Think we have but what do I do. Take it all apart again or buy a thicker gasket for just the door. I mean there is zero resistance to latch the door. Also the gasket they sold me is gray as oppose to white that was originally there. Does that matter?
 
Sounds like front cast member may also be leaking,may be hard to notice if the whole frame is leaking,creating big leak that blower cannot compensate for.But,you saw a crack?wow,never saw a crack in an accentra,pictures please for us.
 
Honest truth,you should buy an magnehelic gauge(ebay is fine)and study it,while doing tests.(same as a professional does).Then you can use sealer,up and down the stove sides,while watching the meter.This is what a professional would do_Or you can just quickie caulk/seal the outer edges of the front cast member,and see what it does.But,what about the top and bottom?Do you trust your workmanship?Just thoughts.
 
Crack1.JPG Crack2.JPG
Pics of crack
 
So did the dollar test and the dollar moves freely along the bottom.
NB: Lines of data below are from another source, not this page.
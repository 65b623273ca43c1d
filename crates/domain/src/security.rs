use std::str::FromStr;

use bugzot_core::AppError;
use serde::{Deserialize, Serialize};
use uuid::Uuid;

use crate::{
    Attachment, Bug, Comment, CommentVisibility, ProductId, ProductMembership, Role, UserId,
};

/// Operations subject to authorization.
#[derive(Debug, Clone, Copy, PartialEq, Eq, Hash, Serialize, Deserialize)]
#[serde(rename_all = "snake_case")]
pub enum Action {
    /// Read a resource.
    Read,
    /// Create a resource.
    Create,
    /// Modify a resource.
    Update,
    /// Remove a resource.
    Delete,
    /// Add a comment.
    Comment,
    /// Move a bug along the workflow graph.
    TransitionStatus,
    /// Add, change or remove product members.
    ManageMembers,
}

impl Action {
    /// Returns a stable storage value for the action.
    #[must_use]
    pub fn as_str(&self) -> &'static str {
        match self {
            Self::Read => "read",
            Self::Create => "create",
            Self::Update => "update",
            Self::Delete => "delete",
            Self::Comment => "comment",
            Self::TransitionStatus => "transition_status",
            Self::ManageMembers => "manage_members",
        }
    }

    /// Returns all actions.
    #[must_use]
    pub fn all() -> &'static [Self] {
        const ALL: &[Action] = &[
            Action::Read,
            Action::Create,
            Action::Update,
            Action::Delete,
            Action::Comment,
            Action::TransitionStatus,
            Action::ManageMembers,
        ];

        ALL
    }
}

/// Kinds of protected resources.
#[derive(Debug, Clone, Copy, PartialEq, Eq, Hash, Serialize, Deserialize)]
#[serde(rename_all = "snake_case")]
pub enum ResourceKind {
    /// Product records and their memberships.
    Product,
    /// Bug records.
    Bug,
    /// Bug comments.
    Comment,
    /// Attachment metadata.
    Attachment,
    /// User accounts.
    User,
    /// The audit log itself.
    AuditLog,
}

impl ResourceKind {
    /// Returns a stable storage value for the resource kind.
    #[must_use]
    pub fn as_str(&self) -> &'static str {
        match self {
            Self::Product => "product",
            Self::Bug => "bug",
            Self::Comment => "comment",
            Self::Attachment => "attachment",
            Self::User => "user",
            Self::AuditLog => "audit_log",
        }
    }

    /// Returns all resource kinds.
    #[must_use]
    pub fn all() -> &'static [Self] {
        const ALL: &[ResourceKind] = &[
            ResourceKind::Product,
            ResourceKind::Bug,
            ResourceKind::Comment,
            ResourceKind::Attachment,
            ResourceKind::User,
            ResourceKind::AuditLog,
        ];

        ALL
    }
}

impl FromStr for ResourceKind {
    type Err = AppError;

    fn from_str(value: &str) -> Result<Self, Self::Err> {
        match value {
            "product" => Ok(Self::Product),
            "bug" => Ok(Self::Bug),
            "comment" => Ok(Self::Comment),
            "attachment" => Ok(Self::Attachment),
            "user" => Ok(Self::User),
            "audit_log" => Ok(Self::AuditLog),
            _ => Err(AppError::Validation(format!(
                "unknown resource type '{value}'"
            ))),
        }
    }
}

/// The authenticated caller as seen by the policy engine.
#[derive(Debug, Clone, PartialEq, Eq, Serialize, Deserialize)]
pub struct Actor {
    user_id: UserId,
    role: Role,
    memberships: Vec<ProductMembership>,
}

impl Actor {
    /// Creates an actor from resolved identity data.
    #[must_use]
    pub fn new(user_id: UserId, role: Role, memberships: Vec<ProductMembership>) -> Self {
        Self {
            user_id,
            role,
            memberships,
        }
    }

    /// Returns the user id.
    #[must_use]
    pub fn user_id(&self) -> UserId {
        self.user_id
    }

    /// Returns the global role.
    #[must_use]
    pub fn role(&self) -> Role {
        self.role
    }

    /// Returns product memberships.
    #[must_use]
    pub fn memberships(&self) -> &[ProductMembership] {
        &self.memberships
    }

    /// Returns whether the actor holds the global admin role.
    #[must_use]
    pub fn is_admin(&self) -> bool {
        self.role == Role::Admin
    }

    /// Returns the membership for a product, if any.
    #[must_use]
    pub fn membership(&self, product_id: ProductId) -> Option<&ProductMembership> {
        self.memberships
            .iter()
            .find(|membership| membership.product_id == product_id)
    }

    /// Returns the per-product override if present, otherwise the global role.
    #[must_use]
    pub fn effective_role(&self, product_id: Option<ProductId>) -> Role {
        product_id
            .and_then(|product_id| self.membership(product_id))
            .and_then(|membership| membership.role_override)
            .unwrap_or(self.role)
    }
}

/// What an authorization check is evaluated against.
///
/// `id` is `None` for resources that do not exist yet (creation checks).
#[derive(Debug, Clone, Copy, PartialEq, Eq, Hash, Serialize, Deserialize)]
pub struct ResourceTarget {
    /// Resource kind.
    pub kind: ResourceKind,
    /// Resource identifier when the resource exists.
    pub id: Option<Uuid>,
    /// Product scoping the resource, if any.
    pub owning_product: Option<ProductId>,
    /// Reporter, author, uploader or account holder.
    pub owner: Option<UserId>,
    /// Comment visibility, for comment resources.
    pub visibility: Option<CommentVisibility>,
}

impl ResourceTarget {
    /// Targets the product collection (product creation).
    #[must_use]
    pub fn product_collection() -> Self {
        Self::unscoped(ResourceKind::Product)
    }

    /// Targets an existing product. A product is scoped to itself.
    #[must_use]
    pub fn product(product_id: ProductId) -> Self {
        Self {
            kind: ResourceKind::Product,
            id: Some(product_id.as_uuid()),
            owning_product: Some(product_id),
            owner: None,
            visibility: None,
        }
    }

    /// Targets the bug collection of a product (bug creation and listing).
    #[must_use]
    pub fn bugs_of(product_id: ProductId) -> Self {
        Self {
            kind: ResourceKind::Bug,
            id: None,
            owning_product: Some(product_id),
            owner: None,
            visibility: None,
        }
    }

    /// Targets an existing bug owned by its reporter.
    #[must_use]
    pub fn bug(bug: &Bug) -> Self {
        Self {
            kind: ResourceKind::Bug,
            id: Some(bug.id.as_uuid()),
            owning_product: Some(bug.product_id),
            owner: Some(bug.reporter_id),
            visibility: None,
        }
    }

    /// Targets a new comment of the given visibility on a bug.
    #[must_use]
    pub fn new_comment(bug: &Bug, visibility: CommentVisibility) -> Self {
        Self {
            kind: ResourceKind::Comment,
            id: None,
            owning_product: Some(bug.product_id),
            owner: None,
            visibility: Some(visibility),
        }
    }

    /// Targets the comment thread of a bug. Reading the thread needs the
    /// same access as reading its public comments.
    #[must_use]
    pub fn comments_of(bug: &Bug) -> Self {
        Self {
            kind: ResourceKind::Comment,
            id: None,
            owning_product: Some(bug.product_id),
            owner: None,
            visibility: Some(CommentVisibility::Public),
        }
    }

    /// Targets an existing comment owned by its author.
    #[must_use]
    pub fn comment(comment: &Comment, product_id: ProductId) -> Self {
        Self {
            kind: ResourceKind::Comment,
            id: Some(comment.id.as_uuid()),
            owning_product: Some(product_id),
            owner: Some(comment.author_id),
            visibility: Some(comment.visibility),
        }
    }

    /// Targets the attachment collection of a bug.
    #[must_use]
    pub fn attachments_of(bug: &Bug) -> Self {
        Self {
            kind: ResourceKind::Attachment,
            id: None,
            owning_product: Some(bug.product_id),
            owner: None,
            visibility: None,
        }
    }

    /// Targets existing attachment metadata owned by its uploader.
    #[must_use]
    pub fn attachment(attachment: &Attachment, product_id: ProductId) -> Self {
        Self {
            kind: ResourceKind::Attachment,
            id: Some(attachment.id.as_uuid()),
            owning_product: Some(product_id),
            owner: Some(attachment.uploader_id),
            visibility: None,
        }
    }

    /// Targets a user account owned by its holder.
    #[must_use]
    pub fn user(user_id: UserId) -> Self {
        Self {
            kind: ResourceKind::User,
            id: Some(user_id.as_uuid()),
            owning_product: None,
            owner: Some(user_id),
            visibility: None,
        }
    }

    /// Targets the user directory.
    #[must_use]
    pub fn user_collection() -> Self {
        Self::unscoped(ResourceKind::User)
    }

    /// Targets the audit log.
    #[must_use]
    pub fn audit_log() -> Self {
        Self::unscoped(ResourceKind::AuditLog)
    }

    fn unscoped(kind: ResourceKind) -> Self {
        Self {
            kind,
            id: None,
            owning_product: None,
            owner: None,
            visibility: None,
        }
    }
}

/// Stable reason codes attached to every authorization decision.
#[derive(Debug, Clone, Copy, PartialEq, Eq, Hash, Serialize, Deserialize)]
#[serde(rename_all = "snake_case")]
pub enum DecisionReason {
    /// Actor is a global admin.
    AdminOverride,
    /// Effective role meets the rule minimum.
    RoleSufficient,
    /// Actor owns the resource and meets the owner minimum.
    OwnerAccess,
    /// Resource belongs to a product the actor is not a member of.
    NotProductMember,
    /// No rule covers the resource, action and visibility.
    NoMatchingRule,
    /// Effective role is below every applicable minimum.
    InsufficientRole,
}

impl DecisionReason {
    /// Returns a stable storage value.
    #[must_use]
    pub fn as_str(&self) -> &'static str {
        match self {
            Self::AdminOverride => "admin_override",
            Self::RoleSufficient => "role_sufficient",
            Self::OwnerAccess => "owner_access",
            Self::NotProductMember => "not_product_member",
            Self::NoMatchingRule => "no_matching_rule",
            Self::InsufficientRole => "insufficient_role",
        }
    }
}

/// Outcome of a policy evaluation. A denial is a normal value, not an error.
#[derive(Debug, Clone, Copy, PartialEq, Eq, Hash, Serialize, Deserialize)]
#[serde(tag = "decision", content = "reason", rename_all = "snake_case")]
pub enum AccessDecision {
    /// Permitted.
    Allow(DecisionReason),
    /// Rejected.
    Deny(DecisionReason),
}

impl AccessDecision {
    /// Returns whether the decision permits the action.
    #[must_use]
    pub fn is_allowed(&self) -> bool {
        matches!(self, Self::Allow(_))
    }

    /// Returns the reason code.
    #[must_use]
    pub fn reason(&self) -> DecisionReason {
        match self {
            Self::Allow(reason) | Self::Deny(reason) => *reason,
        }
    }
}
Good news we found the problem bad news I have to take this thing apart again. Take a look at my gaps, can anyone send pics of there lines along the side. My other pellet stove is not at this house to compare. I also included pics how the cast frame attaches. Maybe I attached it wrong(over tightening) On the rear of the frame the gasket only goes along the sides and top. the bottom sits on a gasket along the bottom plate. Anyone familiar with installing the frame and the door. I really didn't see any adjustments other then the bolts on the bottom which I clearly have to let out a bit judging by the lines
IMG_6232.JPG IMG_6233.JPG IMG_6234.JPG IMG_6236.JPG IMG_6237.JPG IMG_6238.JPG IMG_6239.JPG IMG_6240.JPG IMG_6244.JPG
 
I would be inclined to disassemble and put the frame back on wet (bead of sealer on the flange)then smooth out excess after everything is tight.Cast iron does warp but not to the extent of sheet steel, did it have equal gaps before you tore it down for repairs?